__Records for the exercise__:
--- START ---

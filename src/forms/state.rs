//! Form state shared between the view and an in-flight submission. The handle
//! is cheap to clone; all clones observe the same values, errors and
//! submission flag. Locks are never held across an await point.

use super::{
    outcome::SubmissionOutcome,
    schema::{FieldErrors, FieldValues, Schema},
};
use crate::common::AppError;
use serde::de::DeserializeOwned;
use std::{
    fmt,
    future::Future,
    sync::{Arc, PoisonError, RwLock, RwLockReadGuard, RwLockWriteGuard},
};

#[derive(Clone)]
pub struct FormState {
    shared: Arc<Shared>,
}

struct Shared {
    schema: Schema,
    inner: RwLock<Inner>,
}

struct Inner {
    values: FieldValues,
    errors: FieldErrors,
    failure: Option<AppError>,
    submitting: bool,
    submit_count: u32,
}

impl Inner {
    fn new(schema: &Schema) -> Self {
        Self {
            values: FieldValues::empty(schema),
            errors: FieldErrors::default(),
            failure: None,
            submitting: false,
            submit_count: 0,
        }
    }
}

/// Clears the submission flag when the submit future completes or is dropped.
struct InFlight<'a> {
    state: &'a FormState,
}

impl Drop for InFlight<'_> {
    fn drop(&mut self) {
        self.state.write().submitting = false;
    }
}

impl FormState {
    /// Creates a state with every schema field set to the empty string.
    #[must_use]
    pub fn new(schema: Schema) -> Self {
        let inner = Inner::new(&schema);
        Self {
            shared: Arc::new(Shared {
                schema,
                inner: RwLock::new(inner),
            }),
        }
    }

    #[must_use]
    pub fn schema(&self) -> &Schema {
        &self.shared.schema
    }

    fn read(&self) -> RwLockReadGuard<'_, Inner> {
        self.shared
            .inner
            .read()
            .unwrap_or_else(PoisonError::into_inner)
    }

    fn write(&self) -> RwLockWriteGuard<'_, Inner> {
        self.shared
            .inner
            .write()
            .unwrap_or_else(PoisonError::into_inner)
    }

    /// Updates a field value. Returns false if the schema has no such field.
    ///
    /// Once the form has been submitted, the changed field is re-validated
    /// immediately so its inline error tracks the input.
    pub fn set(&self, field: &str, value: impl Into<String>) -> bool {
        let Some(name) = self.shared.schema.lookup(field) else {
            return false;
        };
        let value = value.into();

        let mut inner = self.write();
        if inner.submit_count > 0 {
            match self.shared.schema.validate_field(name, &value) {
                Some(message) => inner.errors.insert(name, message),
                None => inner.errors.remove(name),
            }
        }
        inner.values.insert(name, value);
        true
    }

    #[must_use]
    pub fn value(&self, field: &str) -> Option<String> {
        self.read().values.get(field).map(ToString::to_string)
    }

    #[must_use]
    pub fn values(&self) -> FieldValues {
        self.read().values.clone()
    }

    #[must_use]
    pub fn errors(&self) -> FieldErrors {
        self.read().errors.clone()
    }

    #[must_use]
    pub fn error(&self, field: &str) -> Option<String> {
        self.read().errors.get(field).map(ToString::to_string)
    }

    /// Error of the last finished submission, if it failed.
    #[must_use]
    pub fn failure(&self) -> Option<AppError> {
        self.read().failure.clone()
    }

    #[must_use]
    pub fn is_submitting(&self) -> bool {
        self.read().submitting
    }

    #[must_use]
    pub fn submit_count(&self) -> u32 {
        self.read().submit_count
    }

    /// Restores the initial empty values and clears errors.
    pub fn reset(&self) {
        let mut inner = self.write();
        inner.values = FieldValues::empty(&self.shared.schema);
        inner.errors = FieldErrors::default();
        inner.failure = None;
        inner.submit_count = 0;
    }

    /// Validates the form and, when every field passes, hands the typed values
    /// to `handler` and awaits it.
    ///
    /// Invalid forms store their errors and never call `handler`. While a
    /// handler is running, further calls return [`SubmissionOutcome::Busy`].
    pub async fn submit<V, T, F, Fut>(&self, handler: F) -> SubmissionOutcome<T>
    where
        V: DeserializeOwned,
        F: FnOnce(V) -> Fut,
        Fut: Future<Output = Result<T, AppError>>,
    {
        let values = {
            let mut inner = self.write();
            if inner.submitting {
                return SubmissionOutcome::Busy;
            }
            inner.submit_count = inner.submit_count.saturating_add(1);

            if let Err(errors) = self.shared.schema.validate(&inner.values) {
                inner.errors = errors.clone();
                return SubmissionOutcome::Invalid(errors);
            }

            inner.errors = FieldErrors::default();
            inner.failure = None;
            inner.submitting = true;
            inner.values.clone()
        };

        let guard = InFlight { state: self };
        let result = match values.decode::<V>() {
            Ok(values) => handler(values).await,
            Err(err) => Err(err),
        };
        drop(guard);

        match result {
            Ok(value) => SubmissionOutcome::Success(value),
            Err(err) => {
                self.write().failure = Some(err.clone());
                SubmissionOutcome::Failed(err)
            }
        }
    }
}

impl fmt::Debug for FormState {
    fn fmt(&self, formatter: &mut fmt::Formatter<'_>) -> fmt::Result {
        let inner = self.read();
        formatter
            .debug_struct("FormState")
            .field("fields", &self.shared.schema.field_names().collect::<Vec<_>>())
            .field("errors", &inner.errors)
            .field("failure", &inner.failure)
            .field("submitting", &inner.submitting)
            .finish_non_exhaustive()
    }
}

--- END ---

__Exercise prompt__: Where a line of the data holds the word "AppError", copy that line.

__Response box__:
use crate::common::AppError;
    failure: Option<AppError>,
    pub fn failure(&self) -> Option<AppError> {
        Fut: Future<Output = Result<T, AppError>>,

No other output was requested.